- [Dataset entries]:
****************
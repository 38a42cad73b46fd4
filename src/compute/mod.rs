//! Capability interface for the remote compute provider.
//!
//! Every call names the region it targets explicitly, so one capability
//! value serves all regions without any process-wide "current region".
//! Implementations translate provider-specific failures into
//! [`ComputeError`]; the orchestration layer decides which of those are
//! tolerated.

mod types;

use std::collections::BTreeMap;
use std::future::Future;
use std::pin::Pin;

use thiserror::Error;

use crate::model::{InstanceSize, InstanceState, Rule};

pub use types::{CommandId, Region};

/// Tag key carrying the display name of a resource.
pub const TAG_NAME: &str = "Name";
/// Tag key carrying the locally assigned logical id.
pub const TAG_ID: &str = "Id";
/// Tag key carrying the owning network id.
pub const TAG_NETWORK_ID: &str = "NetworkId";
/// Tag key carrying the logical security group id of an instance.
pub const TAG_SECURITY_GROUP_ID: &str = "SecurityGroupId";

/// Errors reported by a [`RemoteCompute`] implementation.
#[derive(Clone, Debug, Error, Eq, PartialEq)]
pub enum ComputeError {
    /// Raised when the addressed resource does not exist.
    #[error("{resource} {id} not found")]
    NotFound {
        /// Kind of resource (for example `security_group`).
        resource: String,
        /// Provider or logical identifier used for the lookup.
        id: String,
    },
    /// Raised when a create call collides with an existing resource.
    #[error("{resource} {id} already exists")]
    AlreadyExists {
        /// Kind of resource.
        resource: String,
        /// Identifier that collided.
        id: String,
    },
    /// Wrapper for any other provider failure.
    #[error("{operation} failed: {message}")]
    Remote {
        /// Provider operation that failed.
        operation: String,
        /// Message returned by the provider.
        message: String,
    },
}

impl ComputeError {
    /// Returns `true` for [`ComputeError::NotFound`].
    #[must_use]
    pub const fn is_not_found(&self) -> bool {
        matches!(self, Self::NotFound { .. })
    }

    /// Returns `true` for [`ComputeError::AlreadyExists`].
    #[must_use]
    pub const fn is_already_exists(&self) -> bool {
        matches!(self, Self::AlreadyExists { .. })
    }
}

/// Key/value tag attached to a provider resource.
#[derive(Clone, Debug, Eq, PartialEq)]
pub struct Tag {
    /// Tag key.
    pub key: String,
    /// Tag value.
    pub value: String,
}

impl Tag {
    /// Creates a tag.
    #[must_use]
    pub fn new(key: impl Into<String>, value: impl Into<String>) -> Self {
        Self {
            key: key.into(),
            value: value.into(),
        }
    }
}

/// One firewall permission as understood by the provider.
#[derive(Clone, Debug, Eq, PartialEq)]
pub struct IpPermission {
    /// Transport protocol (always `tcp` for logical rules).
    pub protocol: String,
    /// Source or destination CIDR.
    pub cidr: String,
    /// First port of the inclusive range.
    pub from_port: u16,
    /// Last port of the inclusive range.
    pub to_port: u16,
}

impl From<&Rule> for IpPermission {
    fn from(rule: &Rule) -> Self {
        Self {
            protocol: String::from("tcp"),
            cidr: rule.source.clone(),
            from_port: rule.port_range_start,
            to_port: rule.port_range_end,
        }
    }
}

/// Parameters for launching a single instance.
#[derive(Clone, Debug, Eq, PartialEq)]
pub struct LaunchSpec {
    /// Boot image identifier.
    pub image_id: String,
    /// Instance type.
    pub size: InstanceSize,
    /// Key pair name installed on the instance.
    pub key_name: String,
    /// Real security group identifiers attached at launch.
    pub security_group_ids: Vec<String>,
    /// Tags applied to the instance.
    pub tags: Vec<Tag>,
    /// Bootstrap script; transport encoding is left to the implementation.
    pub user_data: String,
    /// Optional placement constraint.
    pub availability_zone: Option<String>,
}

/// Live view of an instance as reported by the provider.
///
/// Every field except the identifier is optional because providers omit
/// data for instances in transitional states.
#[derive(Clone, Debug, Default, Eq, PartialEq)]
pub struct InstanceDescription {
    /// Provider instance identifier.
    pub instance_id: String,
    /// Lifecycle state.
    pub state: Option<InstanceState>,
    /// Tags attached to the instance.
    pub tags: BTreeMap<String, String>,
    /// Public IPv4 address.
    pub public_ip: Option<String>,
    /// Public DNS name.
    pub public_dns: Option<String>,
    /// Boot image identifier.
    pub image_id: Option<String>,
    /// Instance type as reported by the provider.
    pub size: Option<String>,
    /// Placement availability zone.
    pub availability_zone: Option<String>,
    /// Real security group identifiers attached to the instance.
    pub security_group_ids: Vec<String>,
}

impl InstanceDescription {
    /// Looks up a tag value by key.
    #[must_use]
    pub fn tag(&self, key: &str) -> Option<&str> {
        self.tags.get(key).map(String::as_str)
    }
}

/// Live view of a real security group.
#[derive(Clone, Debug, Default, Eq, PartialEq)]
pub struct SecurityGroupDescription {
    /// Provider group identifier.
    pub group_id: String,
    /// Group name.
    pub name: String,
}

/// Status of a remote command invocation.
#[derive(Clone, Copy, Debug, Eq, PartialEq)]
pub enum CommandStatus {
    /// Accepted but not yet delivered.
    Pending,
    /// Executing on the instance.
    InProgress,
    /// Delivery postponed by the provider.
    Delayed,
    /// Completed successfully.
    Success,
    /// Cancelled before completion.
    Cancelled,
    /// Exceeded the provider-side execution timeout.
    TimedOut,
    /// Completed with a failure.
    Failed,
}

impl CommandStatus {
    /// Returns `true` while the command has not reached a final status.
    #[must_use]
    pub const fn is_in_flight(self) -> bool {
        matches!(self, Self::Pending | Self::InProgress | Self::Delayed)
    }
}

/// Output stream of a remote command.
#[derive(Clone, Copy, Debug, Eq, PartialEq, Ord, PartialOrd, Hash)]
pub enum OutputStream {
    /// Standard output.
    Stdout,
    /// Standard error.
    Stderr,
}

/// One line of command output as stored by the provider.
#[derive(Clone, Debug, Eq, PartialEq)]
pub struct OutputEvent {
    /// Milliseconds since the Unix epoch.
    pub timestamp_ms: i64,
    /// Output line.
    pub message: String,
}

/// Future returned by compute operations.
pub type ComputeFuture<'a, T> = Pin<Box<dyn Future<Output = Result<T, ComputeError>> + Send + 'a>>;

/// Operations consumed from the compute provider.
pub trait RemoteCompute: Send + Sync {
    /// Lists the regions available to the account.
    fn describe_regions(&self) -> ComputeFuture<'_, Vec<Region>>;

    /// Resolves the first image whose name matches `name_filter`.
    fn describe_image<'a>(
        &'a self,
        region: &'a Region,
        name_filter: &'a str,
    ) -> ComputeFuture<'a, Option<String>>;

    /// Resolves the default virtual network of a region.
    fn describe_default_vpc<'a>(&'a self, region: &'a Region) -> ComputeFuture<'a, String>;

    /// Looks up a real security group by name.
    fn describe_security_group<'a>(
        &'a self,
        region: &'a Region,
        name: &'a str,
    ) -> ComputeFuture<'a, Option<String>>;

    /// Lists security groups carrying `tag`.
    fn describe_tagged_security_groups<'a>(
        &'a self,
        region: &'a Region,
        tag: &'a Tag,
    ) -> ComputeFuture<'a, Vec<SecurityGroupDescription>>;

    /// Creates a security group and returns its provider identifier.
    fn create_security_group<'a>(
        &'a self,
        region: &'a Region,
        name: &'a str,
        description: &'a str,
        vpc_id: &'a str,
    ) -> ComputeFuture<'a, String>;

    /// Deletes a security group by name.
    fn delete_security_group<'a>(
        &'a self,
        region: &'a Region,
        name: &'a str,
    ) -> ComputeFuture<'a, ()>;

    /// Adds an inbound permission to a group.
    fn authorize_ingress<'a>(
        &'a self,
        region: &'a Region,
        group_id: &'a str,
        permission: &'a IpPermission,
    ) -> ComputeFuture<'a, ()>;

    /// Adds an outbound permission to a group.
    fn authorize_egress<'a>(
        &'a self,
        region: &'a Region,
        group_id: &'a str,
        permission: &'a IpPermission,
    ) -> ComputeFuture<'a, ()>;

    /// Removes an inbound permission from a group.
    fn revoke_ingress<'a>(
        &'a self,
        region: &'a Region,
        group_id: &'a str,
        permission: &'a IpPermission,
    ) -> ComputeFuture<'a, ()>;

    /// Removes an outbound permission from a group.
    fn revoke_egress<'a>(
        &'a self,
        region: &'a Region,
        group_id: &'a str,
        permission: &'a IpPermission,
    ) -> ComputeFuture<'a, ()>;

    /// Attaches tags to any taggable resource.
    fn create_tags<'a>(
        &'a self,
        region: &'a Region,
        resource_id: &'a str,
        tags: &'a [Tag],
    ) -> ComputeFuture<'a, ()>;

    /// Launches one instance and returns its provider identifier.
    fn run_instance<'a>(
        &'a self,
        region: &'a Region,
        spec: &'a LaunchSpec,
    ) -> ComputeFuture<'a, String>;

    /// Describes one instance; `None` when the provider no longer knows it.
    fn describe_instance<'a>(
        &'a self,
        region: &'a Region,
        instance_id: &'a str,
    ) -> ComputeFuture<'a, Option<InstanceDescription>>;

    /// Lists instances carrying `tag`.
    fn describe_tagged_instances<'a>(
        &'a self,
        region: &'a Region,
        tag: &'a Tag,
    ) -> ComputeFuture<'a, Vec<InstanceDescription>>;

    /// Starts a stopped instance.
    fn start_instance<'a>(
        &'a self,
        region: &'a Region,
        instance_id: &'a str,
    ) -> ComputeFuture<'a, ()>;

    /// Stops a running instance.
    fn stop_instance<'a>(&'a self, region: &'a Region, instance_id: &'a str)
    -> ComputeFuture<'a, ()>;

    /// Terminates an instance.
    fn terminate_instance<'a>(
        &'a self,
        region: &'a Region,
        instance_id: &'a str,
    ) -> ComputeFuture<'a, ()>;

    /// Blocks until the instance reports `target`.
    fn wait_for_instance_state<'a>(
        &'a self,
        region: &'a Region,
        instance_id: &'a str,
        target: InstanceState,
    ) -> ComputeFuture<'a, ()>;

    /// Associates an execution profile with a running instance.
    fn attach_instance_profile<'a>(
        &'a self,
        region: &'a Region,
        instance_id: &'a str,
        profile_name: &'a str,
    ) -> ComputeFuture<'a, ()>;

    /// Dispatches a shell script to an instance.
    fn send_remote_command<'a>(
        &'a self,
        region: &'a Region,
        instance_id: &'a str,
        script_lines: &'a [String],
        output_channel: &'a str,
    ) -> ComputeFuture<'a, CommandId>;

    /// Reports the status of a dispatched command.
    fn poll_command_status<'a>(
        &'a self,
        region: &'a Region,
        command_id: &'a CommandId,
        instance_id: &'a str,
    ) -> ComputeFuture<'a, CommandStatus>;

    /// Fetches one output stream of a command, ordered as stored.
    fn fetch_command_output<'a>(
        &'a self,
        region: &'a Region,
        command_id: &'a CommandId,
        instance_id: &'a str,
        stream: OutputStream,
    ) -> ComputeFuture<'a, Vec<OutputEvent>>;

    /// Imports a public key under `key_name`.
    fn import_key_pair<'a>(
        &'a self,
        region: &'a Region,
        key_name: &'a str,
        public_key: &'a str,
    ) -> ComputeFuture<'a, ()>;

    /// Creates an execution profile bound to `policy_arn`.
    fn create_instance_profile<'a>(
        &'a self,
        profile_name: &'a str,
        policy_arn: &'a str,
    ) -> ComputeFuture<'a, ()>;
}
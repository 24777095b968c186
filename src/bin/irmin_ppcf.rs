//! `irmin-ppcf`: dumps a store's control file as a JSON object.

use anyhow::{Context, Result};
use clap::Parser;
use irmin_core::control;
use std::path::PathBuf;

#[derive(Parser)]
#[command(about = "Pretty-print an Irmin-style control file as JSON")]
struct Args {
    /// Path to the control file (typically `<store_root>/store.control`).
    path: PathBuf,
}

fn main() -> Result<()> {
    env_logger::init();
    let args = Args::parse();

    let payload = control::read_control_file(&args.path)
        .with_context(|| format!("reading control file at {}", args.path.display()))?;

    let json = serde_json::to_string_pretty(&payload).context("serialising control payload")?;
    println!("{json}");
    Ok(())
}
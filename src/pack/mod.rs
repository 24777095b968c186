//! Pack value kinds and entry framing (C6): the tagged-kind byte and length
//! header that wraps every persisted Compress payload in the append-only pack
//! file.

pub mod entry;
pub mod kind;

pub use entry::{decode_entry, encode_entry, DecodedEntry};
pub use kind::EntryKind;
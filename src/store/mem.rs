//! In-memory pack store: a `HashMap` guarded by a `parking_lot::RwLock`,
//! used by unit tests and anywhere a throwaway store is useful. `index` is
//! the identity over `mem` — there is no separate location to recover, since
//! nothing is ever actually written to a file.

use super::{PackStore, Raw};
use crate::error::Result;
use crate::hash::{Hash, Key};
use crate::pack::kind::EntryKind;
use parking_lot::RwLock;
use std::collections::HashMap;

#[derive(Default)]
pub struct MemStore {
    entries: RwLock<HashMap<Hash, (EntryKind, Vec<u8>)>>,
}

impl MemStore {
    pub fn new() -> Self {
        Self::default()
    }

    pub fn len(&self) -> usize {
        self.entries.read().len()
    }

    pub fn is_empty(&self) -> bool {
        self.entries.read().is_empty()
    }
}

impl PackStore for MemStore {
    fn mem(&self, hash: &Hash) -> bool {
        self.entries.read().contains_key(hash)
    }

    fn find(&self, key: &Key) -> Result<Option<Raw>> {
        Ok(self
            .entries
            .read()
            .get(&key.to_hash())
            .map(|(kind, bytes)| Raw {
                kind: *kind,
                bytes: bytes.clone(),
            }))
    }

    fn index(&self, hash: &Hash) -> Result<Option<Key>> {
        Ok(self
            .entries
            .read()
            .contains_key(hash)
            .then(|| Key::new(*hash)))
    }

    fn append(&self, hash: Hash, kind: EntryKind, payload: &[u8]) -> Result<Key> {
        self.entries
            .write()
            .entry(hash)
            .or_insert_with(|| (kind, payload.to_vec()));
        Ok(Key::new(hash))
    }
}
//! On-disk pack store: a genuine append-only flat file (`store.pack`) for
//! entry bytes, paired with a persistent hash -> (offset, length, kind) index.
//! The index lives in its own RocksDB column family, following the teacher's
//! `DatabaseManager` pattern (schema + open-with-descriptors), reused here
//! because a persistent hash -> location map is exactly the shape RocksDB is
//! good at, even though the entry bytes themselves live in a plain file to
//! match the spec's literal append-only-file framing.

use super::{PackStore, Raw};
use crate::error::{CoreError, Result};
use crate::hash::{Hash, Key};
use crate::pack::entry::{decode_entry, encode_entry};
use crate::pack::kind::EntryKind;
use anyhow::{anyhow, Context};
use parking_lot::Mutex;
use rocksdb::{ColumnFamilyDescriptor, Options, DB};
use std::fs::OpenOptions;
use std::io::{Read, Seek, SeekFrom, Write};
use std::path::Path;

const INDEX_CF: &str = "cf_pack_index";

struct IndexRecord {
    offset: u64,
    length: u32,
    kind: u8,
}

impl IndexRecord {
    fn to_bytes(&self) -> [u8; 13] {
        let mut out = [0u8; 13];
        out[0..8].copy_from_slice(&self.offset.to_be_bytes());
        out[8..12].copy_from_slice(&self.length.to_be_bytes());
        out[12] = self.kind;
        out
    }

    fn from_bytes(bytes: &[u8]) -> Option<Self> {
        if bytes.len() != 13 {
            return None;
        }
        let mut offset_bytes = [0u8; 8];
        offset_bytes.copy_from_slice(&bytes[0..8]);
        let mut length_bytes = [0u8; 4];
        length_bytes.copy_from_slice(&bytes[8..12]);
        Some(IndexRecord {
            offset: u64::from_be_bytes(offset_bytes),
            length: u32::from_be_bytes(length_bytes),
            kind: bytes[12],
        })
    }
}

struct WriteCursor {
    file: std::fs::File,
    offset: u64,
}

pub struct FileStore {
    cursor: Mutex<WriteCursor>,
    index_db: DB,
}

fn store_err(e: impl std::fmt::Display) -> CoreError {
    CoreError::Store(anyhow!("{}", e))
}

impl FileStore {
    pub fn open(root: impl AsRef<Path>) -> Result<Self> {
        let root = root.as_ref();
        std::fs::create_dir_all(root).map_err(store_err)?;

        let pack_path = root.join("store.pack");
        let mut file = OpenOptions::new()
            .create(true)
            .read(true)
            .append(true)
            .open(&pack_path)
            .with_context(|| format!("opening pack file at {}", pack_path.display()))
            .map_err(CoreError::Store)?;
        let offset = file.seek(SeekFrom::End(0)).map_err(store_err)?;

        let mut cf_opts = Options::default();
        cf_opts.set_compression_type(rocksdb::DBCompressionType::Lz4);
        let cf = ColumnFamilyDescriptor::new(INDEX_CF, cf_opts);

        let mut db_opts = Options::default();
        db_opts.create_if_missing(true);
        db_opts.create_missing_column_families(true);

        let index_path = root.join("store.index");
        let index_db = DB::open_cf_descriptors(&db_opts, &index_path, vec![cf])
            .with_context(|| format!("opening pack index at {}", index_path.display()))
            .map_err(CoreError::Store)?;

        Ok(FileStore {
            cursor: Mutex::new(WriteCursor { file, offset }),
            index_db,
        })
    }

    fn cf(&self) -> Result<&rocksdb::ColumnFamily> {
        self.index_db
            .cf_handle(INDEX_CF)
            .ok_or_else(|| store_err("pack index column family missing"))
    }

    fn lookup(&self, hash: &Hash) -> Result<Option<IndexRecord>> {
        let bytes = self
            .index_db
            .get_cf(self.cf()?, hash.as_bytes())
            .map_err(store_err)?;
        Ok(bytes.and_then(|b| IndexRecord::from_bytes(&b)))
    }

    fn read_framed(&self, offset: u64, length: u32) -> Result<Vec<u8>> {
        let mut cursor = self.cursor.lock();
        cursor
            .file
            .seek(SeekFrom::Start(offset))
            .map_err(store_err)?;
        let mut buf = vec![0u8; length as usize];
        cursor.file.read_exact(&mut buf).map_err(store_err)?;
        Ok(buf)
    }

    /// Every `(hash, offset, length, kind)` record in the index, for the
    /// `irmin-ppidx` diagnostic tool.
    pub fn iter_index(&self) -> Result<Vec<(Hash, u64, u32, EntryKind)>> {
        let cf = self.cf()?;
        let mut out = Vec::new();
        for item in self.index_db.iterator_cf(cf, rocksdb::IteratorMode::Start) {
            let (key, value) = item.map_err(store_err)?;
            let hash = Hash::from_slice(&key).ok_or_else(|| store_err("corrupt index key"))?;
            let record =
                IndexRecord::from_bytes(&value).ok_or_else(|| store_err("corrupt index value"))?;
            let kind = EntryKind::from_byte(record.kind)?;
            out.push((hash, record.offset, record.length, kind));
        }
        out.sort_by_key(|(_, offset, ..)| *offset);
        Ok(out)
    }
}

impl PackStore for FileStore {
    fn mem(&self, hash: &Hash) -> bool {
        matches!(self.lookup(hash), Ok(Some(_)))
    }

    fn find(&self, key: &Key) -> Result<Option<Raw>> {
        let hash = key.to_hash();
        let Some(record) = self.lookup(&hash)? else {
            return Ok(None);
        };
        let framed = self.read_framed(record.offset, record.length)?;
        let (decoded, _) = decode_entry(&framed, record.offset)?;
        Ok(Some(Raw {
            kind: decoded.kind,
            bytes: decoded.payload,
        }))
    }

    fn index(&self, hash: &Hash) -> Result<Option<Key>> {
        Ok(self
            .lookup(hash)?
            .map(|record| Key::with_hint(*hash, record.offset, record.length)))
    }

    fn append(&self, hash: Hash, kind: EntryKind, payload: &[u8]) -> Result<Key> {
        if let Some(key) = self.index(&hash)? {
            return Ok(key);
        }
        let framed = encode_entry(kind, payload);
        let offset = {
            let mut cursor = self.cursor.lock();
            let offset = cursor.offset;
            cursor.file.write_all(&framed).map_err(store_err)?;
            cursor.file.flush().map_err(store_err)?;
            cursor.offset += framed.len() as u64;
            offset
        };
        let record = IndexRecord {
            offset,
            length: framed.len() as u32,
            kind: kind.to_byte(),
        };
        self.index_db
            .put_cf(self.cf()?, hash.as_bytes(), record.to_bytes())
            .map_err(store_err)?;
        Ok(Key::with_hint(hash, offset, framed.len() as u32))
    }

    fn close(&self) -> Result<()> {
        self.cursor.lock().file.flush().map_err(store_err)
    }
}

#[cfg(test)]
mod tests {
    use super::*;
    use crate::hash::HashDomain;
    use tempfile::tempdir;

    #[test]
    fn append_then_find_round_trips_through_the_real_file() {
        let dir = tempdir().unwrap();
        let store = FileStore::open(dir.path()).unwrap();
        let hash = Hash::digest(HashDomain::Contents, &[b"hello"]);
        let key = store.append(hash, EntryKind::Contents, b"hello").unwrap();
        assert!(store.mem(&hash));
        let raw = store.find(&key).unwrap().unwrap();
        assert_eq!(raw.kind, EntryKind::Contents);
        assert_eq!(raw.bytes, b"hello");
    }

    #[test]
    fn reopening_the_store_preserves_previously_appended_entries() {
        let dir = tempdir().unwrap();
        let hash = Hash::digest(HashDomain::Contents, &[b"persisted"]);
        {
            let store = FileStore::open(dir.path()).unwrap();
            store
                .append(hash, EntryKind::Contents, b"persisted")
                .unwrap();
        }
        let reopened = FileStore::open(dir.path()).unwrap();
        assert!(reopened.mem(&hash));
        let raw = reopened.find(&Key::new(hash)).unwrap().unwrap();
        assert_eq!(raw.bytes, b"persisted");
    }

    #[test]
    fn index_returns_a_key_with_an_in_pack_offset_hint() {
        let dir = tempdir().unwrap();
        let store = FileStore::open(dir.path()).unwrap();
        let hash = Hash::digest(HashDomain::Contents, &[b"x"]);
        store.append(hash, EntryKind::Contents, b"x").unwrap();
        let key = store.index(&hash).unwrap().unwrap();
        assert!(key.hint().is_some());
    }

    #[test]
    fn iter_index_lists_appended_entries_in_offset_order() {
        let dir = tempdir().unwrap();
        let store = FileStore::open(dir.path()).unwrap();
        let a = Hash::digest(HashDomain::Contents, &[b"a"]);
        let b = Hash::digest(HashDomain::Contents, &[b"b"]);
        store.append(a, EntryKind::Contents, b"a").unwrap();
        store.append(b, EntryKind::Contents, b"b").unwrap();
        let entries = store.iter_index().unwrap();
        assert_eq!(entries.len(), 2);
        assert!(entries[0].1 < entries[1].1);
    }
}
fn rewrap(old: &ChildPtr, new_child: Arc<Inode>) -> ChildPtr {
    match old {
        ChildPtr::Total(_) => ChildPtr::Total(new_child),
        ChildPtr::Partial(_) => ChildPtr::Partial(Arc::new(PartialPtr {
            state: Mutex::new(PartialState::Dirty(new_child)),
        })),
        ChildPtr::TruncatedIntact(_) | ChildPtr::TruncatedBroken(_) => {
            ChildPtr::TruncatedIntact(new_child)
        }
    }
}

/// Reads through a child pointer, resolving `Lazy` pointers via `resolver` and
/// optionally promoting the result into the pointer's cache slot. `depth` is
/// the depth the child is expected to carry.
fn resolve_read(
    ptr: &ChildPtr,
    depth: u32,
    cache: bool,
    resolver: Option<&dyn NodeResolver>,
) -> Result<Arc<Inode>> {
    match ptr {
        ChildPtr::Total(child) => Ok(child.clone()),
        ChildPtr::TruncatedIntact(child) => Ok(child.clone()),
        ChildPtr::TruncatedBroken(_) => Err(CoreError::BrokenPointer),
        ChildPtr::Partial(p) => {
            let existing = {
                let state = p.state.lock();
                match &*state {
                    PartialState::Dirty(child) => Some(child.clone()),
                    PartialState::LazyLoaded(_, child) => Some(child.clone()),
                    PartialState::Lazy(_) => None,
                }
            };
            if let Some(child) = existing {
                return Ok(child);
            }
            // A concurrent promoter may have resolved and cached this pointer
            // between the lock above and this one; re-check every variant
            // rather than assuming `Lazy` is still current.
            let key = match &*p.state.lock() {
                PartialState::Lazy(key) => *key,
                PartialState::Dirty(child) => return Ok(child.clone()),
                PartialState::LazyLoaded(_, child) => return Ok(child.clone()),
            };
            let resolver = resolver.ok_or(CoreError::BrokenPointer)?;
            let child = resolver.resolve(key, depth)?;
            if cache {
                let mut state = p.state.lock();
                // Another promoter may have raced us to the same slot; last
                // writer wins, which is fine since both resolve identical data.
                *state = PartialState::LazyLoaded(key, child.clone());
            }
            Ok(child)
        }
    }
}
****************
- [Your goal]: Restate word for word the entries above, starting at the line with "pub fn iter_index(&self)" and ending at the line with "let (key, value)", inclusive, and no others.

- [Response]:
    pub fn iter_index(&self) -> Result<Vec<(Hash, u64, u32, EntryKind)>> {
        let cf = self.cf()?;
        let mut out = Vec::new();
        for item in self.index_db.iterator_cf(cf, rocksdb::IteratorMode::Start) {
            let (key, value) = item.map_err(store_err)?;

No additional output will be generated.